What the exercise asks
Below are some records. Pull every line that contains the word "passive".

Data excerpts
* * * * *

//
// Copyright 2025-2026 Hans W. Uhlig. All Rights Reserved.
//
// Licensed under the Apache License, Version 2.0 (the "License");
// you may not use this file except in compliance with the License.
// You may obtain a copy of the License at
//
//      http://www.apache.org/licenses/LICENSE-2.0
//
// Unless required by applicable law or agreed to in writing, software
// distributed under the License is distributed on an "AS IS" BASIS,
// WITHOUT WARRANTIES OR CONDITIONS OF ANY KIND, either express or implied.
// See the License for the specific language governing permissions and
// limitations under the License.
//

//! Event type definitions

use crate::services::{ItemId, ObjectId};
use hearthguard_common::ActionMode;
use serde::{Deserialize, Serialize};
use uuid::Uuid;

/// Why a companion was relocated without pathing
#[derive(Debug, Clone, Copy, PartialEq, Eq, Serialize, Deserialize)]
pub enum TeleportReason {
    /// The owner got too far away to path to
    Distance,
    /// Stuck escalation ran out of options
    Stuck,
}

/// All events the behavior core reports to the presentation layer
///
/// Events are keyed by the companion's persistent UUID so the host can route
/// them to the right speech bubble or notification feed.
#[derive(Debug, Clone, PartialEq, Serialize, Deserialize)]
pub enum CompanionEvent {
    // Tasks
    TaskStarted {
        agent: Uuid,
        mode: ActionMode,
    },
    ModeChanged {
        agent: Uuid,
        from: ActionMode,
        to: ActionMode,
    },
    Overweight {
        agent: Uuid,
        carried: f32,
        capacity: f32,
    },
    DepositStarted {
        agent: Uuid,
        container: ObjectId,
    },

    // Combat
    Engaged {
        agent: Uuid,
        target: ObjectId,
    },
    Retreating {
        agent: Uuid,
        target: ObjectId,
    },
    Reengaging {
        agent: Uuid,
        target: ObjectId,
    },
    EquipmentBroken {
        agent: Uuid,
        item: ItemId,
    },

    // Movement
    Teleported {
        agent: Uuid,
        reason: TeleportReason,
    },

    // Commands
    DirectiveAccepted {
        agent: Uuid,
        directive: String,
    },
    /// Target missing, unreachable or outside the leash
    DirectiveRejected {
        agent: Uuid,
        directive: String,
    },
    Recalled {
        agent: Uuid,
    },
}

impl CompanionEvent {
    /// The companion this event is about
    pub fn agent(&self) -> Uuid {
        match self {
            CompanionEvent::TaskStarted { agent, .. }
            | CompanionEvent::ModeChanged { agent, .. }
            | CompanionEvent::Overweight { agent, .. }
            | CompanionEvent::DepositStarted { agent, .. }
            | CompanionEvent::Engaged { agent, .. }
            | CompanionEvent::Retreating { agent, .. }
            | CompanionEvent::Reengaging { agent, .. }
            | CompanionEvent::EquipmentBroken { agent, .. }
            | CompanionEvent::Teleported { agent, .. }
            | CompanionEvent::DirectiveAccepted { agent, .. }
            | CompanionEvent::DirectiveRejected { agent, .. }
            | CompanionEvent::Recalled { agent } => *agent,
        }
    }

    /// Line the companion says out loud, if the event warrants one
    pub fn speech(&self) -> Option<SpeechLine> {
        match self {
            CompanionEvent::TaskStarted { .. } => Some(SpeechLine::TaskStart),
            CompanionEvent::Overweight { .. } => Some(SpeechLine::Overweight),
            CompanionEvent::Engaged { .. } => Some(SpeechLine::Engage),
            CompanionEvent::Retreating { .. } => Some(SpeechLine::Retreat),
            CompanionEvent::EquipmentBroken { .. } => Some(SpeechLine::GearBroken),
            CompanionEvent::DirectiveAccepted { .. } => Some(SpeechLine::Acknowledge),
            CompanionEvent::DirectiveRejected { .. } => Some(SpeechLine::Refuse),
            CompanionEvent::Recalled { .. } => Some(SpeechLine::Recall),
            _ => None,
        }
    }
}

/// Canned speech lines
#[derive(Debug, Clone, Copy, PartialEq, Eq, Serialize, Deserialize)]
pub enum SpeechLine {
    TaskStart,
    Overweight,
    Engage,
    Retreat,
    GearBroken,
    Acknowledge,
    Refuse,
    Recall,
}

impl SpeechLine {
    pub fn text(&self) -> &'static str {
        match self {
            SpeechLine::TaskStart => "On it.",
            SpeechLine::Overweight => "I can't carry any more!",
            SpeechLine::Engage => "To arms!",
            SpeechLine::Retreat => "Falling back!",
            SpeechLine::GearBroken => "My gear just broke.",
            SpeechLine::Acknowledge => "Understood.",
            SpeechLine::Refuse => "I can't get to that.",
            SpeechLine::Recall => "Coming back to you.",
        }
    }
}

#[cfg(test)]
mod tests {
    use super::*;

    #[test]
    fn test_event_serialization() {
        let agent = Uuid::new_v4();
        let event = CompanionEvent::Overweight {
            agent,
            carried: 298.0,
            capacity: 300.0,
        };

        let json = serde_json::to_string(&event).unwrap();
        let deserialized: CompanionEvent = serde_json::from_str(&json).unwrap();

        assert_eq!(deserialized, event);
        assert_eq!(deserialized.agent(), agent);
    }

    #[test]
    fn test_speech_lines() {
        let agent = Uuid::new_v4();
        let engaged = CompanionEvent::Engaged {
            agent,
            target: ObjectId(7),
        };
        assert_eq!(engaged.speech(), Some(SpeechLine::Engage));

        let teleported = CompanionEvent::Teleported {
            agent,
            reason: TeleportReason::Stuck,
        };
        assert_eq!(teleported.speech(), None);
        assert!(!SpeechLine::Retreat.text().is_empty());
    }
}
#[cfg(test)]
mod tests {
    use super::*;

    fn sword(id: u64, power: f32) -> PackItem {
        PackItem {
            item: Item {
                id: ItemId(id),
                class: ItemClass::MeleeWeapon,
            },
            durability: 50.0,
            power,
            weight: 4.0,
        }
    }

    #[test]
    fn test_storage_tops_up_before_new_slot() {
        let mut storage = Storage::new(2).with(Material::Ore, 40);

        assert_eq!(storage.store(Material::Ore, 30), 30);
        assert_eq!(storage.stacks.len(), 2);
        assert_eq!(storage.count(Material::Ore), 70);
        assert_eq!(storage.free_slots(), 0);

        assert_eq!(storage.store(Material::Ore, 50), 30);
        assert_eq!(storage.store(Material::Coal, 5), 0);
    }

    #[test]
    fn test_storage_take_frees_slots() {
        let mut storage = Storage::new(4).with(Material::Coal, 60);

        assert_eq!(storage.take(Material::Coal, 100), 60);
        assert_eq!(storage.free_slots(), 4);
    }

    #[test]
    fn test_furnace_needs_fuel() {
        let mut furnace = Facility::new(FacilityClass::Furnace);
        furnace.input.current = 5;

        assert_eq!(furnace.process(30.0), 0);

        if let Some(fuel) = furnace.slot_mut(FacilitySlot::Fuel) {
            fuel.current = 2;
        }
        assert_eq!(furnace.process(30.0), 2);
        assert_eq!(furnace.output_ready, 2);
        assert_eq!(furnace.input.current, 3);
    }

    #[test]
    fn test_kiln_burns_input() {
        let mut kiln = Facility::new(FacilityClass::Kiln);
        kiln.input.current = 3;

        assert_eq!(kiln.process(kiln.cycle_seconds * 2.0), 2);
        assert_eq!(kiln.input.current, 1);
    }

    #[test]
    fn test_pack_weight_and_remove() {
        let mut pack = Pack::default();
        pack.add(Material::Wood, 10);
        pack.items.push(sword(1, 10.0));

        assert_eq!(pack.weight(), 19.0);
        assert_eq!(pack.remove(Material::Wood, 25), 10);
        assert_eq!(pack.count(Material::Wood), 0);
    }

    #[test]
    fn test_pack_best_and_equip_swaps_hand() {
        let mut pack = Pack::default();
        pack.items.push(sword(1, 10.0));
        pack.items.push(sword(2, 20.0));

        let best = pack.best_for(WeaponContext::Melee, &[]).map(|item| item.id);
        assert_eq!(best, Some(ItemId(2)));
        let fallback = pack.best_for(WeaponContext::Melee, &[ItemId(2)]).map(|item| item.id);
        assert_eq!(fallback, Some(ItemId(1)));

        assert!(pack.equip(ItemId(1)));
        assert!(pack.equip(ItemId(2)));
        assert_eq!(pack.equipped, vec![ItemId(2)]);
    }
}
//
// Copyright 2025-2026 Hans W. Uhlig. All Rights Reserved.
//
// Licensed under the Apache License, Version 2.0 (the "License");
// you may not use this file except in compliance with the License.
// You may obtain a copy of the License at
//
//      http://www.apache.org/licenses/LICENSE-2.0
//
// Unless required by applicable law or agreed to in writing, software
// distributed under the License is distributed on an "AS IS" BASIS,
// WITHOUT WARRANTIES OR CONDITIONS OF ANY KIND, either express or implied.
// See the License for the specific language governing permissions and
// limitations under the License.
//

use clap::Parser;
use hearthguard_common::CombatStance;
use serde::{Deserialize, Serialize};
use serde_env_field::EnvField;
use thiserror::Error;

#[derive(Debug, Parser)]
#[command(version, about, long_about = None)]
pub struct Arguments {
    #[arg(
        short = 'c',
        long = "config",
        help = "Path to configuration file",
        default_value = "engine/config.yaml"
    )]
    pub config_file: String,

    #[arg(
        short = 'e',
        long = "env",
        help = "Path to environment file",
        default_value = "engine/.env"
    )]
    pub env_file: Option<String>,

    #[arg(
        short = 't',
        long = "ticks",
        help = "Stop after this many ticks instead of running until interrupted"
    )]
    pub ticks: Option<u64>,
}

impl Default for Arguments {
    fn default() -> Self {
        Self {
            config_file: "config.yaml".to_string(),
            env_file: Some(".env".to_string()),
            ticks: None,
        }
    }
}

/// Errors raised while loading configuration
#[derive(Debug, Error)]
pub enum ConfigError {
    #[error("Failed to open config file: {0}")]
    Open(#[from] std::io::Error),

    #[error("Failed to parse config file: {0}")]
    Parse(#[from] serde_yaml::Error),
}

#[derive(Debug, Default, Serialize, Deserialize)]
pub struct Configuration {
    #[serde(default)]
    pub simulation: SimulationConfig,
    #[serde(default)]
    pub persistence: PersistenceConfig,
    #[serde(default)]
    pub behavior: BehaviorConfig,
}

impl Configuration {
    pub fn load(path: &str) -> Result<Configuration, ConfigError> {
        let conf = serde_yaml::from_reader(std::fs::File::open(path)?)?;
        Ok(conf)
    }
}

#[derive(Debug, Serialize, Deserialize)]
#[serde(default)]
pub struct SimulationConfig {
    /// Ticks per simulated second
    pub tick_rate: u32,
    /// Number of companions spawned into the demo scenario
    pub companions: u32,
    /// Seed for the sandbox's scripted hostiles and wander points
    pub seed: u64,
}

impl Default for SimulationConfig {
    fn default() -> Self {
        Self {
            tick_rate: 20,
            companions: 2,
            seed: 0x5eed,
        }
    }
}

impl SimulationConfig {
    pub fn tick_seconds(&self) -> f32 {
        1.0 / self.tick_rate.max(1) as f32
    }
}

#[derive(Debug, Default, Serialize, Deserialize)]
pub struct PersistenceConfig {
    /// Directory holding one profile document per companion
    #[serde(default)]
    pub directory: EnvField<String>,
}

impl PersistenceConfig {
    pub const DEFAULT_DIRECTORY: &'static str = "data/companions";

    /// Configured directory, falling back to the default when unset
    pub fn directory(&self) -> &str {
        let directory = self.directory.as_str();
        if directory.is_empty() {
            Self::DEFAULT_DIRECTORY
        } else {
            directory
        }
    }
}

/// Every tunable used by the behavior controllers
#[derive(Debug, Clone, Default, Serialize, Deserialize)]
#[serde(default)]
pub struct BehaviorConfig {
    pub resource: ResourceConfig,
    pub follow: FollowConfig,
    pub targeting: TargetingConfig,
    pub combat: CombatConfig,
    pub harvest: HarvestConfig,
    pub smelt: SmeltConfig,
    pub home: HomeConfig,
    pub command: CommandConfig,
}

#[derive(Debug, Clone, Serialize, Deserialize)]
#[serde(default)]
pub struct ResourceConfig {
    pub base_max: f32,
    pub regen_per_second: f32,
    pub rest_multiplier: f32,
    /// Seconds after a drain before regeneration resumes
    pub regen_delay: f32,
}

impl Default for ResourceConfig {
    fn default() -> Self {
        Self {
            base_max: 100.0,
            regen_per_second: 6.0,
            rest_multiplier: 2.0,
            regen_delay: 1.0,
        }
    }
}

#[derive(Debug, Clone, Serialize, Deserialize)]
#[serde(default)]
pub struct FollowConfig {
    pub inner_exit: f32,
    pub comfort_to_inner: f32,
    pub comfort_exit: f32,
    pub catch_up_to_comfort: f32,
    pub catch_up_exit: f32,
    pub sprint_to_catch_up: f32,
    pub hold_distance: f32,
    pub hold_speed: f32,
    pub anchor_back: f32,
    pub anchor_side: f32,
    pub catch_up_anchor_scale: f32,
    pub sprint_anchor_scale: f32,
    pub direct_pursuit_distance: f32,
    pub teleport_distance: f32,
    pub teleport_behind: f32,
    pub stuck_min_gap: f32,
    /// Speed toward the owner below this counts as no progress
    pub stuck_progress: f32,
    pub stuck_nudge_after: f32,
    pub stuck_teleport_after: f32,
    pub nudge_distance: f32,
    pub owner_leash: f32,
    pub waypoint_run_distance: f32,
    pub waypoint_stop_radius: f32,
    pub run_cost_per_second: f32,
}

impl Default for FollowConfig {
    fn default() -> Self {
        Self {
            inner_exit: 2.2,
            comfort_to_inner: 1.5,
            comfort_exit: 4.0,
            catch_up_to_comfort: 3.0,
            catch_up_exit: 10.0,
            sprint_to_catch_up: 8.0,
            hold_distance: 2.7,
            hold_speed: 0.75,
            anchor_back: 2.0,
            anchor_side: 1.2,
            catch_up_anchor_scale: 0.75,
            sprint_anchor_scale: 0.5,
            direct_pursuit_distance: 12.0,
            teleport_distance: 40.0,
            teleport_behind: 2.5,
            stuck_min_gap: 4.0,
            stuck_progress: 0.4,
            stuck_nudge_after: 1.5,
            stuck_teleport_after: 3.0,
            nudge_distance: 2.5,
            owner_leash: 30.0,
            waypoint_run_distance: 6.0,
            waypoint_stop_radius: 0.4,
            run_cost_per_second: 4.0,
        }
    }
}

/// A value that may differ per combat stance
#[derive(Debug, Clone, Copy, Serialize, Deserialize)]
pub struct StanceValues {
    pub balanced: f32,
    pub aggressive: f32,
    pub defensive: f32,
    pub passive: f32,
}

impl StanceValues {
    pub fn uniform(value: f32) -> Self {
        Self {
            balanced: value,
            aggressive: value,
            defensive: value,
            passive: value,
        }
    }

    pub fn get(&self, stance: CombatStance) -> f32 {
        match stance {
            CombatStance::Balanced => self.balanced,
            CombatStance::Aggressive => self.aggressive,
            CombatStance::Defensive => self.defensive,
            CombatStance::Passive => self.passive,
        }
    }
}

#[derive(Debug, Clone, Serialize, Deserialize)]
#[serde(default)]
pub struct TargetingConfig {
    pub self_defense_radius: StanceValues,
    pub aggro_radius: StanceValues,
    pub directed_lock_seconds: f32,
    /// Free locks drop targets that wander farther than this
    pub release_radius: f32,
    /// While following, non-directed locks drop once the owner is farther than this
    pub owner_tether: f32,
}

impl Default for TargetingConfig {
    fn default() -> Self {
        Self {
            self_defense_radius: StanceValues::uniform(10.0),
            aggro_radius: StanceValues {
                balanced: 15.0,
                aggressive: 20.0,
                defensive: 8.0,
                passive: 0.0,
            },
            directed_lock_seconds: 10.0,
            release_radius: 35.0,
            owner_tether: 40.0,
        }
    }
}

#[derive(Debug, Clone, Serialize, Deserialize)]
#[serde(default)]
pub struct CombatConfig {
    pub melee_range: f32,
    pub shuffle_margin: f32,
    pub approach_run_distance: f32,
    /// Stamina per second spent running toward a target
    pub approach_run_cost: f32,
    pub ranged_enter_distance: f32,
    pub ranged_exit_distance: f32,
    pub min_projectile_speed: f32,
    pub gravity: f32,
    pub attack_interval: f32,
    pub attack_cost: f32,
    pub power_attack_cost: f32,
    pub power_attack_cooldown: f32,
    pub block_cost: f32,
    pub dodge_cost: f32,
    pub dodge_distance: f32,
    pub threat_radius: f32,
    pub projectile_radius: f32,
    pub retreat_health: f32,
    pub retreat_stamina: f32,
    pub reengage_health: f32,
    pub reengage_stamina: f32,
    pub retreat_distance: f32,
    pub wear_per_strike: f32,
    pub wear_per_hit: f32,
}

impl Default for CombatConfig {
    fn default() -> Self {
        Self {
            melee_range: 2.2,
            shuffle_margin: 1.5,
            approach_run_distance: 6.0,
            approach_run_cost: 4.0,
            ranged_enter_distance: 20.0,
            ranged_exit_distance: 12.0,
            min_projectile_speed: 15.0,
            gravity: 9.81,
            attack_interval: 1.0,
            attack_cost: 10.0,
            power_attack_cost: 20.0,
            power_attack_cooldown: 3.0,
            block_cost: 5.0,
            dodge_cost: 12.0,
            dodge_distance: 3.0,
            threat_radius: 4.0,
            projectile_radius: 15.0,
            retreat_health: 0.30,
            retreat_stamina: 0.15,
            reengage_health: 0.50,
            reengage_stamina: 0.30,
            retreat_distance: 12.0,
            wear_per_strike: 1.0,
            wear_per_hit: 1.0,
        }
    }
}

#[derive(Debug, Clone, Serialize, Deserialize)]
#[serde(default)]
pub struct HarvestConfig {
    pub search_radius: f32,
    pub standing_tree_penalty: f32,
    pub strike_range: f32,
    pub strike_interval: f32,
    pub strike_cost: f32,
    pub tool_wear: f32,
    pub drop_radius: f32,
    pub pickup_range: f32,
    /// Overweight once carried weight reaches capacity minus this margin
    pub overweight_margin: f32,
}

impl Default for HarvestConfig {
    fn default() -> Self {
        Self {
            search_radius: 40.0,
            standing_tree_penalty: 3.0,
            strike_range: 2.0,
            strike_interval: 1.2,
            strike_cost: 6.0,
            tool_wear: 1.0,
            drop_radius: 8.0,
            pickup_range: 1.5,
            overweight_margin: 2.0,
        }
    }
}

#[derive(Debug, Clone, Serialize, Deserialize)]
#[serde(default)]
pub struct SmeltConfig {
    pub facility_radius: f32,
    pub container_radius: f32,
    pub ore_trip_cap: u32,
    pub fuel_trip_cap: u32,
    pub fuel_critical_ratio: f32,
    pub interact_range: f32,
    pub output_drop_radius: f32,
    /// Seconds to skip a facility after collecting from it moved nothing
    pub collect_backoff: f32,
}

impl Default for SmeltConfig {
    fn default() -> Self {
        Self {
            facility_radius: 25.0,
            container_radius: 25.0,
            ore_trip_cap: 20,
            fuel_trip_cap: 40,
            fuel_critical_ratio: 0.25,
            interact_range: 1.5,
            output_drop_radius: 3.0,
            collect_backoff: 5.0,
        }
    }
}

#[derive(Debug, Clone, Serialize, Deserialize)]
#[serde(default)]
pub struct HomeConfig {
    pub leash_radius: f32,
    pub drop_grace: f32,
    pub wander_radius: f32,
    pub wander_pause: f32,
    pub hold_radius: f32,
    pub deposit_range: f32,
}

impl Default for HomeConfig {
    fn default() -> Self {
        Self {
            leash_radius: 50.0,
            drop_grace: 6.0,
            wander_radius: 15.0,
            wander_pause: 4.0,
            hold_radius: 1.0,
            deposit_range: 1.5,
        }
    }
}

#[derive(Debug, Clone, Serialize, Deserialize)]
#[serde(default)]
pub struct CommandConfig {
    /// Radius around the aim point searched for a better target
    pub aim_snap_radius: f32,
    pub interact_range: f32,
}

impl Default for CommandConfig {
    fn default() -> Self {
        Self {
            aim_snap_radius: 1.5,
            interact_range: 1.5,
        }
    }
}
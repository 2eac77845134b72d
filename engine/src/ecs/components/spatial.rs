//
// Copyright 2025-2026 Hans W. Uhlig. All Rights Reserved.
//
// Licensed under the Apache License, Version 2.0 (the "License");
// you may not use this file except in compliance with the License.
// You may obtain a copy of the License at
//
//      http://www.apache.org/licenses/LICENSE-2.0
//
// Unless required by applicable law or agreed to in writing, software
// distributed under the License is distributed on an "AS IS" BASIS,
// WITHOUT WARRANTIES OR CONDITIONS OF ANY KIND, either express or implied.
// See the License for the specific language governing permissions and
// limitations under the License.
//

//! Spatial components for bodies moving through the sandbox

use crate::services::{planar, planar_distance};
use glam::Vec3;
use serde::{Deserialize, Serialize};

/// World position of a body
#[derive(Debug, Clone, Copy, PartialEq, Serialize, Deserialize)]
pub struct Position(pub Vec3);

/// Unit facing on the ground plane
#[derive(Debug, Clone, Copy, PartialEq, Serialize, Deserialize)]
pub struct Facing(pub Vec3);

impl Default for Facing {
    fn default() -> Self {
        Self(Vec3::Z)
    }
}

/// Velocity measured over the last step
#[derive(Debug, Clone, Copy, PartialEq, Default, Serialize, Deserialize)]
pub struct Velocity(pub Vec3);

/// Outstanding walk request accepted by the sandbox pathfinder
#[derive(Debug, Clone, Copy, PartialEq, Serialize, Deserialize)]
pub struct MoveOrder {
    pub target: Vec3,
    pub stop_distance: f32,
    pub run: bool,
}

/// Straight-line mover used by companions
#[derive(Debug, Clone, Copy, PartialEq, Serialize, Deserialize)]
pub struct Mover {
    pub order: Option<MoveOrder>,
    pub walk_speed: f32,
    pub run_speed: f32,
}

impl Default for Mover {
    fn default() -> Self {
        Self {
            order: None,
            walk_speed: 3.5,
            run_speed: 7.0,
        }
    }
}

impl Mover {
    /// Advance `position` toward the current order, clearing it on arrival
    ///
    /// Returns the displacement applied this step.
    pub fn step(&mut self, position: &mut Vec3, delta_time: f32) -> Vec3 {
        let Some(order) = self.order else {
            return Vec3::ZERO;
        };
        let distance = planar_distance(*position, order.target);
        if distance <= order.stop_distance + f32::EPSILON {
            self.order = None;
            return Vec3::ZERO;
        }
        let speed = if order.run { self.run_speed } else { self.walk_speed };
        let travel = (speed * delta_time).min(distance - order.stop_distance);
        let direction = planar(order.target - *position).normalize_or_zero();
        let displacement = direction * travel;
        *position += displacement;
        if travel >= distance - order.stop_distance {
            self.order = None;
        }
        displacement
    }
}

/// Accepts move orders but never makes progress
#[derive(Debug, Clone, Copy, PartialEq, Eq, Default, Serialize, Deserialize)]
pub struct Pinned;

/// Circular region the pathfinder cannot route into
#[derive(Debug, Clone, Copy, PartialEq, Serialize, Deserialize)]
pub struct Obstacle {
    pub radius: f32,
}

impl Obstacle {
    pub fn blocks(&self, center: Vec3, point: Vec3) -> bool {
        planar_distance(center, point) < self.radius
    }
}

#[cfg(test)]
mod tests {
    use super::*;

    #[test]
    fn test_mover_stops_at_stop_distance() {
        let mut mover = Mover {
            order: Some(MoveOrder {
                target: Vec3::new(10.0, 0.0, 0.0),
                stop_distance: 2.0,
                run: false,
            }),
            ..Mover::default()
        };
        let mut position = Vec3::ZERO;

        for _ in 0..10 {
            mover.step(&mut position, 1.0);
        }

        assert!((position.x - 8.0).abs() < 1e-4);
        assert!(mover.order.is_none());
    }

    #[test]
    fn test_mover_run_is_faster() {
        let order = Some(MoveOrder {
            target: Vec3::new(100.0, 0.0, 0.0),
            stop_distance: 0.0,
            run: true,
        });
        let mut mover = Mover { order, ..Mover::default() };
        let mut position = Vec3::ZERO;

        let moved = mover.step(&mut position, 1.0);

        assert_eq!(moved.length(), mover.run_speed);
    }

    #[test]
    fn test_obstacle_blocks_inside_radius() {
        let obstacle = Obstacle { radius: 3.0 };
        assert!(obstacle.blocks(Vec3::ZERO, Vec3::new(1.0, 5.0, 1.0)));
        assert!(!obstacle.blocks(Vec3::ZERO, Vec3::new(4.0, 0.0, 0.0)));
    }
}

* * * * *

Answer section
    pub passive: f32,
            passive: value,
            CombatStance::Passive => self.passive,
                passive: 0.0,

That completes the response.